Evaluation of Sleep Habits and Sleep Patterns Among 7-12-Year-Old Students in Qazvin, Iran; A School-Based Cross-Sectional Study


avatar Shabnam Jalilolghadr 1 , * , avatar Amir Pakpour-Hajiagha 2 , avatar Masoud Heidaralifard 1 , avatar Reza Pakzad 3 , 4

Children Growth Research Center, Qazvin University of Medical Sciences, Qazvin, Iran
Social Determinants of Health Research Center, Qazvin University of Medical Sciences, Qazvin, Iran
Noor Research Center for Ophthalmic Epidemiology, Noor Eye Hospital, Tehran, Iran
Faculty of Health, Ilam University of Medical Sciences, Ilam, Iran

how to cite: Jalilolghadr S, Pakpour-Hajiagha A , Heidaralifard M , Pakzad R . Evaluation of Sleep Habits and Sleep Patterns Among 7-12-Year-Old Students in Qazvin, Iran; A School-Based Cross-Sectional Study. J Compr Ped. 2018;9(3):e67189. doi: 10.5812/compreped.67189.



Children sleep disorder (CSD) is one of the most common disorders in children with a high prevalence shown by some studies.


We aimed to determine sleep patterns and factors affecting CSD among 7-12-year-old children.


In this cross-sectional study, 20 elementary schools for boys and girls were selected using stratified-clustering sampling, and 661 students were invited to participate in the study. Children’s sleep habits questionnaire (CSHQ) was used to investigate sleep patterns among the children. A multiple linear regression with backward approach and correlation coefficients were used to determine the factors affecting children’s sleep and inter-correlation between subscales, respectively.


511 students took part in the study (participation rate: 77.30%). CSD prevalence was 89.6 percent (95% confidence interval: 86.65 - 92.13). Based on the results of multiple linear regression, school grade was inversely related to bedtime resistance, sleep anxiety, and sleep-disordered breathing (b: -0.233, P: 0.003, b: -0.252, P: 0.001, and b: -0.051, P: 0.049, respectively). The female gender had a direct significant relationship with sleep onset delay (b: 0.135, P: 0.036). School grade (b: -0.080, P: 0.020) and father’s education (b: -0.100, P: 0.002) had significant inverse relationships with sleepwalking. School grade (b: -0.157, P: 0.022) and father’s education (b: -0.209, P: 0.005) had significant inverse relationships with parasomnias. The female gender (b: 7.172, P < 0.001) and school grade (b: -0.807, P: 0.021) had significant relationships with the total score. Almost a low to moderate inter-correlation was observed between some subscales.

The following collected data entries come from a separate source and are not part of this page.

//! 认证相关的 HTTP 处理器

use crate::{
    auth::{carrier, middleware::AuthContext},
    error::AppError,
    middleware::AppState,
    models::{auth::*, user::*},
};
use axum::{
    extract::State,
    http::{header, StatusCode},
    response::IntoResponse,
    Json,
};
use std::sync::Arc;

/// 注册
pub async fn register(
    State(state): State<Arc<AppState>>,
    Json(req): Json<RegisterRequest>,
) -> Result<impl IntoResponse, AppError> {
    state.auth_service.register(req).await?;

    Ok((
        StatusCode::CREATED,
        Json(MessageResponse::new("User created successfully")),
    ))
}

/// 登录：会话令牌同时写入 Cookie 和响应体
pub async fn login(
    State(state): State<Arc<AppState>>,
    Json(req): Json<LoginRequest>,
) -> Result<impl IntoResponse, AppError> {
    let outcome = state.auth_service.login(req).await?;
    let cookie = carrier::session_cookie(&outcome.token)?;

    Ok(([(header::SET_COOKIE, cookie)], Json(outcome.response)))
}

/// 登出：仅清除 Cookie，已签发的令牌在过期前仍然有效
pub async fn logout() -> impl IntoResponse {
    (
        [(header::SET_COOKIE, carrier::clear_session_cookie())],
        Json(MessageResponse::new("Logout successful!")),
    )
}

/// 当前用户身份
pub async fn me(auth_context: AuthContext) -> Json<AuthContext> {
    Json(auth_context)
}

/// 修改个人资料
pub async fn edit_profile(
    State(state): State<Arc<AppState>>,
    auth_context: AuthContext,
    Json(req): Json<EditProfileRequest>,
) -> Result<impl IntoResponse, AppError> {
    let response = state.auth_service.edit_profile(&auth_context, req).await?;

    Ok(Json(response))
}
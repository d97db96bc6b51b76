//! Business logic services layer

pub mod auth_service;
pub mod blog_service;
pub mod message_service;

pub use auth_service::AuthService;
pub use blog_service::BlogService;
pub use message_service::MessageService;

Given the high CSD prevalence and its impact on children’s behavioral disorders, it is recommended carrying out further studies to understand the etiology and formulating plans to increase the awareness of CSD among parents.

1. Background

Children sleep disorder (CSD) is one of the most common disorders in children. It has gained a growing trend in recent years around the world (1). Studies indicate that 10 - 75 percent of children in the world suffer from CSD, which may be in the forms of simple bedtime resistance, frequent sleep-waking, parasomnias, and obstructive sleep apnea (2). Chronic sleep disorder is concerned because of its association with reduced physical growth and school performance (3), along with increased chances of depression and anxiety (4).

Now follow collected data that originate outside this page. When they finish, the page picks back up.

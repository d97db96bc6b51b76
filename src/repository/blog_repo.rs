//! Blog repository: posts, likes and comments

use crate::{error::AppError, models::blog::*};
use sqlx::PgPool;
use uuid::Uuid;

/// Shared projection: blog columns, author card and counters
const BLOG_WITH_AUTHOR: &str = r#"
    SELECT
        b.*,
        u.username AS author_username,
        u.avatar_url AS author_avatar_url,
        (SELECT COUNT(*) FROM comments c WHERE c.blog_id = b.id) AS comment_count,
        (SELECT COUNT(*) FROM likes l WHERE l.blog_id = b.id) AS like_count
    FROM blogs b
    JOIN users u ON u.id = b.author_id
"#;

pub struct BlogRepository {
    db: PgPool,
}

impl BlogRepository {
    pub fn new(db: PgPool) -> Self {
        Self { db }
    }

    /// 列出博客，按创建时间倒序
    ///
    /// `include_private` 为 false 时只返回公开博客；`viewer` 额外放行其本人的私有博客。
    pub async fn list(
        &self,
        topic: Option<&str>,
        include_private: bool,
        viewer: Option<Uuid>,
    ) -> Result<Vec<BlogWithAuthorRow>, AppError> {
        let sql = format!(
            r#"{BLOG_WITH_AUTHOR}
            WHERE ($1::text IS NULL OR b.topic = $1)
              AND ($2 OR b.is_public OR b.author_id = $3)
            ORDER BY b.created_at DESC
            "#
        );

        let rows = sqlx::query_as::<_, BlogWithAuthorRow>(&sql)
            .bind(topic)
            .bind(include_private)
            .bind(viewer)
            .fetch_all(&self.db)
            .await?;

        Ok(rows)
    }

    /// 根据 ID 查找博客（含作者与计数）
    pub async fn find_with_author(&self, id: Uuid) -> Result<Option<BlogWithAuthorRow>, AppError> {
        let sql = format!("{BLOG_WITH_AUTHOR} WHERE b.id = $1");

        let row = sqlx::query_as::<_, BlogWithAuthorRow>(&sql)
            .bind(id)
            .fetch_optional(&self.db)
            .await?;

        Ok(row)
    }

    /// 根据 ID 查找博客
    pub async fn find_by_id(&self, id: Uuid) -> Result<Option<Blog>, AppError> {
        let blog = sqlx::query_as::<_, Blog>("SELECT * FROM blogs WHERE id = $1")
            .bind(id)
            .fetch_optional(&self.db)
            .await?;

        Ok(blog)
    }

    /// 博客是否存在
    pub async fn exists(&self, id: Uuid) -> Result<bool, AppError> {
        let exists: bool = sqlx::query_scalar("SELECT EXISTS(SELECT 1 FROM blogs WHERE id = $1)")
            .bind(id)
            .fetch_one(&self.db)
            .await?;

        Ok(exists)
    }

    /// 创建博客，content_html 与 content 保持一致
    pub async fn create(&self, blog: &NewBlog) -> Result<Blog, AppError> {
        let created = sqlx::query_as::<_, Blog>(
            r#"
            INSERT INTO blogs (title, content, content_html, topic, tags, is_public, image, author_id)
            VALUES ($1, $2, $2, $3, $4, $5, $6, $7)
            RETURNING *
            "#,
        )
        .bind(&blog.title)
        .bind(&blog.content)
        .bind(&blog.topic)
        .bind(&blog.tags)
        .bind(blog.is_public)
        .bind(&blog.image)
        .bind(blog.author_id)
        .fetch_one(&self.db)
        .await?;

        Ok(created)
    }

    /// 部分更新博客
    pub async fn update(&self, id: Uuid, patch: &BlogPatch) -> Result<Option<Blog>, AppError> {
        let updated = sqlx::query_as::<_, Blog>(
            r#"
            UPDATE blogs
            SET
                title = COALESCE($2, title),
                content = COALESCE($3, content),
                content_html = COALESCE($3, content_html),
                topic = COALESCE($4, topic),
                tags = COALESCE($5, tags),
                is_public = COALESCE($6, is_public),
                image = COALESCE($7, image),
                updated_at = NOW()
            WHERE id = $1
            RETURNING *
            "#,
        )
        .bind(id)
        .bind(&patch.title)
        .bind(&patch.content)
        .bind(&patch.topic)
        .bind(&patch.tags)
        .bind(patch.is_public)
        .bind(&patch.image)
        .fetch_optional(&self.db)
        .await?;

        Ok(updated)
    }

    /// 删除博客（点赞与评论级联删除）
    pub async fn delete(&self, id: Uuid) -> Result<bool, AppError> {
        let result = sqlx::query("DELETE FROM blogs WHERE id = $1")
            .bind(id)
            .execute(&self.db)
            .await?;

        Ok(result.rows_affected() > 0)
    }

    /// 点赞；同一用户重复点赞返回 Conflict
    pub async fn add_like(&self, blog_id: Uuid, user_id: Uuid) -> Result<Like, AppError> {
        sqlx::query_as::<_, Like>(
            r#"
            INSERT INTO likes (blog_id, user_id)
            VALUES ($1, $2)
            RETURNING *
            "#,
        )
        .bind(blog_id)
        .bind(user_id)
        .fetch_one(&self.db)
        .await
        .map_err(|e| AppError::on_unique_violation(e, "Already liked"))
    }

    /// 博客的全部点赞
    pub async fn list_likes(&self, blog_id: Uuid) -> Result<Vec<Like>, AppError> {
        let likes = sqlx::query_as::<_, Like>(
            "SELECT * FROM likes WHERE blog_id = $1 ORDER BY created_at ASC",
        )
        .bind(blog_id)
        .fetch_all(&self.db)
        .await?;

        Ok(likes)
    }

    /// 发表评论
    pub async fn add_comment(
        &self,
        blog_id: Uuid,
        user_id: Uuid,
        content: &str,
    ) -> Result<CommentWithUserRow, AppError> {
        let comment = sqlx::query_as::<_, CommentWithUserRow>(
            r#"
            WITH inserted AS (
                INSERT INTO comments (content, blog_id, user_id)
                VALUES ($1, $2, $3)
                RETURNING *
            )
            SELECT i.*, u.username AS user_username, u.avatar_url AS user_avatar_url
            FROM inserted i
            JOIN users u ON u.id = i.user_id
            "#,
        )
        .bind(content)
        .bind(blog_id)
        .bind(user_id)
        .fetch_one(&self.db)
        .await?;

        Ok(comment)
    }

    /// 博客的全部评论（含评论者信息），按时间倒序
    pub async fn list_comments(&self, blog_id: Uuid) -> Result<Vec<CommentWithUserRow>, AppError> {
        let rows = sqlx::query_as::<_, CommentWithUserRow>(
            r#"
            SELECT c.*, u.username AS user_username, u.avatar_url AS user_avatar_url
            FROM comments c
            JOIN users u ON u.id = c.user_id
            WHERE c.blog_id = $1
            ORDER BY c.created_at DESC
            "#,
        )
        .bind(blog_id)
        .fetch_all(&self.db)
        .await?;

        Ok(rows)
    }

    /// 查找属于指定博客的评论
    pub async fn find_comment(
        &self,
        blog_id: Uuid,
        comment_id: Uuid,
    ) -> Result<Option<Comment>, AppError> {
        let comment = sqlx::query_as::<_, Comment>(
            "SELECT * FROM comments WHERE id = $1 AND blog_id = $2",
        )
        .bind(comment_id)
        .bind(blog_id)
        .fetch_optional(&self.db)
        .await?;

        Ok(comment)
    }

    /// 删除评论
    pub async fn delete_comment(&self, comment_id: Uuid) -> Result<bool, AppError> {
        let result = sqlx::query("DELETE FROM comments WHERE id = $1")
            .bind(comment_id)
            .execute(&self.db)
            .await?;

        Ok(result.rows_affected() > 0)
    }
}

Different countries have shown diverse results with respect to sleep patterns in children. It has been seen that sleep duration is shorter in Asian countries than in other countries approximately by one hour. For example, Chinese children go to bed 32 minutes later and wake up 32 minutes earlier, and therefore their sleep duration is one hour shorter compared to their American counterparts (5). On the other hand, 5% of the Australian children have less than 3 hours of sleep per day (6). The different prevalence of CSD in different communities indicates a variation in sleep patterns among populations (7-9). The difference in sleep patterns among different populations may be due to cultural, social, economic, and environmental variations (10); thus, it is suggested investigating CSD locally among different communities for better health planning (7-10).

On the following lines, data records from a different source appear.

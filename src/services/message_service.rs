//! 留言服务

use crate::{error::AppError, models::message::*, repository::message_repo::MessageRepository};
use sqlx::PgPool;
use uuid::Uuid;

pub struct MessageService {
    db: PgPool,
}

impl MessageService {
    pub fn new(db: PgPool) -> Self {
        Self { db }
    }

    pub async fn create(&self, req: CreateMessageRequest) -> Result<Message, AppError> {
        req.check()?;

        let message = MessageRepository::new(self.db.clone()).create(&req).await?;

        tracing::info!(message_id = %message.id, "Contact message received");

        Ok(message)
    }

    pub async fn list(&self) -> Result<Vec<Message>, AppError> {
        MessageRepository::new(self.db.clone()).list().await
    }

    pub async fn delete(&self, id: Uuid) -> Result<(), AppError> {
        if !MessageRepository::new(self.db.clone()).delete(id).await? {
            return Err(AppError::not_found("Message not found"));
        }

        Ok(())
    }
}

Although there are various tools to investigate CSD (11, 12), children’s sleep habits questionnaire (CSHQ) is one of the tools that has been recently developed to assess CSD. This tool, designed by Owens et al. (13), indicates the status of children’s sleep disorders according to the most common manifestations. Various studies were conducted in Iran concerning sleep and health status (1, 14-16). However, the status of CSD among 7-12-year-old children has not been studied.

2. Methods

This is a cross-sectional descriptive-analytical study carried out in 2016. Using stratified cluster sampling, 661 students aged 7 - 12 years were selected from the elementary schools of Qazvin city (Figure 1). At the first stage, 10 schools for boys and 10 schools for girls were selected. One class was randomly selected from each school.

The sample size was calculated given α = 0.05 and β = 0.2. Considering cluster sampling and given an intra-class correlation coefficient of 0.3, the sample size was estimated at 661. Children with developmental disorders (such as ADHD and autism) and those using medications with possible effects on sleep (CNS stimuli, anticonvulsants, antihistamines, etc.) were excluded.

The children’s sleep habits questionnaire (CSHQ) was used to assess children’s sleep habits and sleep patterns. The questionnaire consisted of two parts: the first part included demographic information, and the second part comprised 35 questions regarding the sleep patterns and sleep habits of children. This part was divided into 8 subsections: (1) bedtime resistance, (2) sleep onset delay, (3) sleep duration, (4) sleep anxiety, (5) frequent night waking, (6) parasomnia, (7) respiratory diseases, and (8) daytime dizziness. A higher score on each subscale suggested a worse status. According to the suggestions of Owens et al. (13), a child with a score of 41 or higher would be considered to have a sleep disorder. The reliability and validity of this tool were assessed in a study conducted by Fallahzadeh et al. (17). In order to collect the data, a packet containing a consent form, a guideline for completing the questionnaire, and the CSH questionnaire was given to the parents, and they were asked to return the packets after two weeks. Parents who failed to return the packet were considered as reluctant to participate in the study.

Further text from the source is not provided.